§ **Problem description**: Quote the data below in full, please, without altering anything.
========================================================================
use super::FingerprintMapper;

/// Uses the input string verbatim as its own fingerprint.
///
/// Suitable when the caller already supplies a collision-resistant id (for
/// example a client-generated UUID) and content deduplication is not needed.
#[derive(Debug, Clone, Copy, Default)]
pub struct IdentityMapper;

impl FingerprintMapper for IdentityMapper {
    fn name(&self) -> &str {
        "none"
    }

    fn map(&self, input: &str) -> String {
        input.to_string()
    }
}
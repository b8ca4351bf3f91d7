use chunkflow_common::checksum::compute_bytes_checksum;
use chunkflow_common::types::ChecksumAlgorithm;

use super::FingerprintMapper;

/// Hex digest of the input string
#[derive(Debug, Clone, Copy, Default)]
pub struct DigestMapper {
    algorithm: ChecksumAlgorithm,
}

impl DigestMapper {
    pub fn new(algorithm: ChecksumAlgorithm) -> Self {
        Self { algorithm }
    }
}

impl FingerprintMapper for DigestMapper {
    fn name(&self) -> &str {
        self.algorithm.as_str()
    }

    fn map(&self, input: &str) -> String {
        compute_bytes_checksum(input.as_bytes(), self.algorithm)
    }
}

#[cfg(test)]
mod tests {
    use super::*;

    #[test]
    fn sha256_of_input() {
        let mapper = DigestMapper::default();
        assert_eq!(mapper.name(), "sha256");
        assert_eq!(
            mapper.map("hello world"),
            "b94d27b9934d3e08a52e52d7da7dabfac484efe37a5380ee9088f7ace2efcde9"
        );
    }
}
========================================================================
§ **Response below**:
use super::FingerprintMapper;

/// Uses the input string verbatim as its own fingerprint.
///
/// Suitable when the caller already supplies a collision-resistant id (for
/// example a client-generated UUID) and content deduplication is not needed.
#[derive(Debug, Clone, Copy, Default)]
pub struct IdentityMapper;

impl FingerprintMapper for IdentityMapper {
    fn name(&self) -> &str {
        "none"
    }

    fn map(&self, input: &str) -> String {
        input.to_string()
    }
}
repository b8ca4351bf3f91d7
use chunkflow_common::checksum::compute_bytes_checksum;
use chunkflow_common::types::ChecksumAlgorithm;

use super::FingerprintMapper;

/// Hex digest of the input string
#[derive(Debug, Clone, Copy, Default)]
pub struct DigestMapper {
    algorithm: ChecksumAlgorithm,
}

impl DigestMapper {
    pub fn new(algorithm: ChecksumAlgorithm) -> Self {
        Self { algorithm }
    }
}

impl FingerprintMapper for DigestMapper {
    fn name(&self) -> &str {
        self.algorithm.as_str()
    }

    fn map(&self, input: &str) -> String {
        compute_bytes_checksum(input.as_bytes(), self.algorithm)
    }
}

#[cfg(test)]
mod tests {
    use super::*;

    #[test]
    fn sha256_of_input() {
        let mapper = DigestMapper::default();
        assert_eq!(mapper.name(), "sha256");
        assert_eq!(
            mapper.map("hello world"),
            "b94d27b9934d3e08a52e52d7da7dabfac484efe37a5380ee9088f7ace2efcde9"
        );
    }
}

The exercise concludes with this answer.